Task details: Transcribe the following entries word for word. End with the line where "use parking_lot::Mutex;" appears.

Records from a data source:
■ ■ ■ ■ ■ ■ ■

//! Shared fixtures for token core integration tests
//!
//! [`TokenCore`] wires every service against in-memory stores and a manual
//! clock so tests can drive full grant lifecycles deterministically.

#![allow(dead_code)]

use std::collections::HashSet;
use std::sync::Arc;

use async_trait::async_trait;
use chrono::Duration;
use grantline_auth::services::{BackChannelLogoutRequest, NoopBackChannelLogoutNotifier};
use grantline_auth::validation::{
    AuthorizationCodeValidator, BackchannelAuthenticationValidator, ClientCredentialsValidator,
    DeviceCodeValidator, PasswordGrantValidator, RefreshTokenGrantValidator, pkce,
};
use grantline_auth::{
    AuditLogger, BackChannelLogoutNotifier, Client, GrantRequestValidator, GrantValidationResult,
    InMemoryClientStore, MemoryEventSink, ProfileCaller, ProfileService, RefreshTokenCreationRequest,
    RefreshTokenService, ResourceOwnerPasswordValidator, ServerOptions, SessionCoordinationService,
    TokenRequest, grant_types,
};
use grantline_dpop::{AesGcmNonceSealer, DpopOptions, DpopProofValidator};
use grantline_store::{
    AuthorizationCode, AuthorizationCodeStore, BackchannelAuthenticationRequestStore, CancellationToken,
    Clock, DeviceCodeStore, InMemoryPersistedGrantStore, InMemoryReplayCache, InMemoryServerSideSessionStore,
    ManualClock, Principal, ProofType, ReferenceTokenStore, RefreshTokenStore, ServerSideSession,
    ServerSideSessionStore, Token, UserConsentStore,
};
use parking_lot::Mutex;
use tracing_subscriber::prelude::*;
use tracing_subscriber::{EnvFilter, fmt};

/// Route service logs to the test writer; `RUST_LOG=audit::grants=info` shows audit records
pub fn init_tracing() {
    let filter = EnvFilter::try_from_default_env().unwrap_or_else(|_| EnvFilter::new("warn"));
    let _ = tracing_subscriber::registry()
        .with(filter)
        .with(fmt::layer().with_test_writer())
        .try_init();
}

pub const ISSUER: &str = "https://identity.example.com";
pub const TOKEN_URL: &str = "https://identity.example.com/connect/token";
pub const REDIRECT_URI: &str = "https://app.example.com/callback";
pub const VERIFIER: &str = "dBjftJeZ4CVP-mB92K27uhbUJU1p1r_wW1gFWFOEjXk";

/// Profile service with a switchable set of disabled subjects
#[derive(Debug, Default)]
pub struct ToggleProfileService {
    inactive: Mutex<HashSet<String>>,
}

impl ToggleProfileService {
    pub fn deactivate(&self, subject_id: &str) {
        self.inactive.lock().insert(subject_id.to_string());
    }
}

#[async_trait]
impl ProfileService for ToggleProfileService {
    async fn is_active(
        &self,
        subject: &Principal,
        _client: &Client,
        _caller: ProfileCaller,
        _cancel: &CancellationToken,
    ) -> grantline_auth::Result<bool> {
        let subject_id = subject.subject_id().unwrap_or_default();
        Ok(!self.inactive.lock().contains(subject_id))
    }
}

/// Accepts `alice` / `wonderland`
#[derive(Debug, Default)]
pub struct StaticPasswordValidator;

#[async_trait]
impl ResourceOwnerPasswordValidator for StaticPasswordValidator {
    async fn validate(
        &self,
        username: &str,
        password: &str,
        _client: &Client,
        _cancel: &CancellationToken,
    ) -> grantline_auth::Result<Option<Principal>> {
        Ok((username == "alice" && password == "wonderland").then(|| Principal::new("alice", Some("sid-pw"))))
    }
}

/// Notifier that keeps every request
#[derive(Debug, Default)]
pub struct RecordingNotifier {
    requests: Mutex<Vec<BackChannelLogoutRequest>>,
}

impl RecordingNotifier {
    pub fn requests(&self) -> Vec<BackChannelLogoutRequest> {
        self.requests.lock().clone()
    }
}

#[async_trait]
impl BackChannelLogoutNotifier for RecordingNotifier {
    async fn send_logout_notifications(
        &self,
        request: &BackChannelLogoutRequest,
        cancel: &CancellationToken,
    ) -> grantline_auth::Result<()> {
        NoopBackChannelLogoutNotifier
            .send_logout_notifications(request, cancel)
            .await?;
        self.requests.lock().push(request.clone());
        Ok(())
    }
}

/// Every token core service over shared in-memory state
pub struct TokenCore {
    pub clock: ManualClock,
    pub grants: Arc<InMemoryPersistedGrantStore>,
    pub replay: Arc<InMemoryReplayCache>,
    pub sessions: Arc<InMemoryServerSideSessionStore>,
    pub clients: Arc<InMemoryClientStore>,
    pub codes: AuthorizationCodeStore,
    pub refresh_tokens: RefreshTokenStore,
    pub reference_tokens: ReferenceTokenStore,
    pub device_codes: DeviceCodeStore,
    pub backchannel: BackchannelAuthenticationRequestStore,
    pub consents: UserConsentStore,
    pub profile: Arc<ToggleProfileService>,
    pub events: Arc<MemoryEventSink>,
    pub audit: AuditLogger,
    pub notifier: Arc<RecordingNotifier>,
    pub coordination: Arc<SessionCoordinationService>,
    pub refresh: Arc<RefreshTokenService>,
    pub dpop: Arc<DpopProofValidator>,
    pub validator: GrantRequestValidator,
    pub options: ServerOptions,
    pub cancel: CancellationToken,
}

impl TokenCore {
    pub fn new() -> Self {
        Self::with_options(ServerOptions::default())
    }

    /// Server-side sessions on, every client coordinated
    pub fn with_sessions() -> Self {
        let mut options = ServerOptions::default();
        options.server_side_sessions.enabled = true;
        options.server_side_sessions.coordinate_client_lifetimes_with_user_session = true;
        Self::with_options(options)
    }

    pub fn with_options(options: ServerOptions) -> Self {
        init_tracing();
        let clock = ManualClock::at_current_second();
        let clock_arc: Arc<dyn Clock> = Arc::new(clock.clone());
        let grants = Arc::new(InMemoryPersistedGrantStore::new());
        let replay = Arc::new(InMemoryReplayCache::with_clock(clock_arc.clone()));
        let sessions = Arc::new(InMemoryServerSideSessionStore::new());
        let clients = Arc::new(InMemoryClientStore::default());
        let profile = Arc::new(ToggleProfileService::default());
        let events = Arc::new(MemoryEventSink::default());
        let audit = AuditLogger::from_options(&options.audit).with_sink(events.clone());
        let notifier = Arc::new(RecordingNotifier::default());

        let codes = AuthorizationCodeStore::new(grants.clone(), clock_arc.clone());
        let refresh_tokens = RefreshTokenStore::new(grants.clone(), clock_arc.clone());
        let reference_tokens = ReferenceTokenStore::new(grants.clone(), clock_arc.clone());
        let device_codes = DeviceCodeStore::new(grants.clone(), clock_arc.clone());
        let backchannel = BackchannelAuthenticationRequestStore::new(grants.clone(), clock_arc.clone());
        let consents = UserConsentStore::new(grants.clone(), clock_arc.clone());

        let coordination = Arc::new(
            SessionCoordinationService::new(
                options.server_side_sessions.clone(),
                grants.clone(),
                sessions.clone(),
                clients.clone(),
                clock_arc.clone(),
            )
            .with_notifier(notifier.clone())
            .with_audit(audit.clone()),
        );

        let refresh = Arc::new(
            RefreshTokenService::new(refresh_tokens.clone(), profile.clone(), clock_arc.clone())
                .with_options(&options)
                .with_session_coordination(coordination.clone())
                .with_audit(audit.clone()),
        );

        let sealer = Arc::new(AesGcmNonceSealer::generate().expect("nonce sealer"));
        let dpop = Arc::new(
            DpopProofValidator::builder(replay.clone(), sealer)
                .options(options.dpop.clone())
                .clock(clock_arc.clone())
                .build(),
        );

        let validator = GrantRequestValidator::builder()
            .dpop(dpop.clone())
            .audit(audit.clone())
            .grant(Arc::new(AuthorizationCodeValidator::new(codes.clone(), profile.clone())))
            .grant(Arc::new(RefreshTokenGrantValidator::new(refresh.clone())))
            .grant(Arc::new(ClientCredentialsValidator))
            .grant(Arc::new(PasswordGrantValidator::new(
                Arc::new(StaticPasswordValidator),
                profile.clone(),
            )))
            .grant(Arc::new(
                DeviceCodeValidator::new(device_codes.clone(), replay.clone(), profile.clone(), clock_arc.clone())
                    .with_options(options.device_flow.clone()),
            ))
            .grant(Arc::new(
                BackchannelAuthenticationValidator::new(
                    backchannel.clone(),
                    replay.clone(),
                    profile.clone(),
                    clock_arc,
                )
                .with_options(options.device_flow.clone()),
            ))
            .build();

        Self {
            clock,
            grants,
            replay,
            sessions,
            clients,
            codes,
            refresh_tokens,
            reference_tokens,
            device_codes,
            backchannel,
            consents,
            profile,
            events,
            audit,
            notifier,
            coordination,
            refresh,
            dpop,
            validator,
            options,
            cancel: CancellationToken::new(),
        }
    }

    /// Nonce-mode DPoP for every client
    pub fn with_dpop_nonces() -> Self {
        let mut options = ServerOptions::default();
        options.dpop = DpopOptions {
            validation_mode: grantline_dpop::DpopValidationMode::Nonce,
            ..DpopOptions::default()
        };
        Self::with_options(options)
    }

    /// Confidential web client allowed every built-in grant, registered in the client store
    pub fn web_client(&self) -> Client {
        let mut client = Client::new("web")
            .with_grant_types([
                grant_types::AUTHORIZATION_CODE,
                grant_types::REFRESH_TOKEN,
                grant_types::CLIENT_CREDENTIALS,
                grant_types::PASSWORD,
                grant_types::DEVICE_FLOW,
                grant_types::CIBA,
            ])
            .with_scopes(["openid", "profile", "api"]);
        client.allow_offline_access = true;
        client.polling_interval = Some(5);
        self.clients.insert(client.clone());
        client
    }

    /// Store an authorization code with an S256 challenge for [`VERIFIER`]
    pub async fn issue_code(&self, client: &Client, subject: Principal) -> String {
        let mut code = AuthorizationCode::new(
            client.client_id.clone(),
            subject,
            REDIRECT_URI,
            self.clock.now(),
            client.authorization_code_lifetime,
        );
        code.requested_scopes = vec!["openid".to_string(), "api".to_string(), "offline_access".to_string()];
        code.code_challenge = Some(pkce::s256_challenge(VERIFIER));
        code.code_challenge_method = Some("S256".to_string());
        self.codes
            .store_authorization_code(&code, &self.cancel)
            .await
            .expect("store code")
    }

    /// Access token description for `subject`
    pub fn access_token(&self, client: &Client, subject: &Principal) -> Token {
        let mut token = Token::access_token(ISSUER, client.client_id.clone(), self.clock.now(), client.access_token_lifetime)
            .with_claim("sub", subject.subject_id().unwrap_or_default())
            .with_claim("scope", "api");
        if let Some(sid) = subject.session_id() {
            token = token.with_claim("sid", sid);
        }
        token
    }

    /// Issue a refresh token authorized for `openid api offline_access`
    pub async fn issue_refresh_token(&self, client: &Client, subject: Principal) -> String {
        self.issue_refresh_token_with(client, subject, ProofType::None, None).await
    }

    pub async fn issue_refresh_token_with(
        &self,
        client: &Client,
        subject: Principal,
        proof_type: ProofType,
        confirmation: Option<String>,
    ) -> String {
        let mut access_token = self.access_token(client, &subject);
        access_token.confirmation = confirmation;
        self.refresh
            .create_refresh_token(
                &RefreshTokenCreationRequest {
                    subject,
                    client: client.clone(),
                    access_token,
                    requested_resource: None,
                    authorized_scopes: vec![
                        "openid".to_string(),
                        "api".to_string(),
                        "offline_access".to_string(),
                    ],
                    authorized_resource_indicators: None,
                    proof_type,
                    description: None,
                },
                &self.cancel,
            )
            .await
            .expect("create refresh token")
    }

    /// Store a reference token for `subject`
    pub async fn issue_reference_token(&self, client: &Client, subject: &Principal) -> String {
        let mut token = self.access_token(client, subject);
        token.access_token_type = grantline_store::AccessTokenType::Reference;
        self.reference_tokens
            .store_reference_token(&token, &self.cancel)
            .await
            .expect("store reference token")
    }

    /// Create a live server-side session with `clients` signed in
    pub async fn start_session(&self, subject_id: &str, session_id: &str, clients: &[&str]) -> ServerSideSession {
        let mut session = ServerSideSession::new(
            format!("key-{session_id}"),
            subject_id,
            session_id,
            self.clock.now(),
        )
        .with_expiration(self.clock.now() + Duration::hours(1));
        for client_id in clients {
            session = session.with_client(*client_id);
        }
        self.sessions
            .create_session(session.clone(), &self.cancel)
            .await
            .expect("create session");
        session
    }

    pub async fn validate(&self, request: TokenRequest) -> GrantValidationResult {
        self.validator
            .validate(&request, &self.cancel)
            .await
            .expect("validation should not hit infrastructure errors")
    }
}

pub fn alice() -> Principal {
    Principal::new("alice", Some("sid-1"))
}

■ ■ ■ ■ ■ ■ ■

Your solution:
//! Shared fixtures for token core integration tests
//!
//! [`TokenCore`] wires every service against in-memory stores and a manual
//! clock so tests can drive full grant lifecycles deterministically.

#![allow(dead_code)]

use std::collections::HashSet;
use std::sync::Arc;

use async_trait::async_trait;
use chrono::Duration;
use grantline_auth::services::{BackChannelLogoutRequest, NoopBackChannelLogoutNotifier};
use grantline_auth::validation::{
    AuthorizationCodeValidator, BackchannelAuthenticationValidator, ClientCredentialsValidator,
    DeviceCodeValidator, PasswordGrantValidator, RefreshTokenGrantValidator, pkce,
};
use grantline_auth::{
    AuditLogger, BackChannelLogoutNotifier, Client, GrantRequestValidator, GrantValidationResult,
    InMemoryClientStore, MemoryEventSink, ProfileCaller, ProfileService, RefreshTokenCreationRequest,
    RefreshTokenService, ResourceOwnerPasswordValidator, ServerOptions, SessionCoordinationService,
    TokenRequest, grant_types,
};
use grantline_dpop::{AesGcmNonceSealer, DpopOptions, DpopProofValidator};
use grantline_store::{
    AuthorizationCode, AuthorizationCodeStore, BackchannelAuthenticationRequestStore, CancellationToken,
    Clock, DeviceCodeStore, InMemoryPersistedGrantStore, InMemoryReplayCache, InMemoryServerSideSessionStore,
    ManualClock, Principal, ProofType, ReferenceTokenStore, RefreshTokenStore, ServerSideSession,
    ServerSideSessionStore, Token, UserConsentStore,
};
use parking_lot::Mutex;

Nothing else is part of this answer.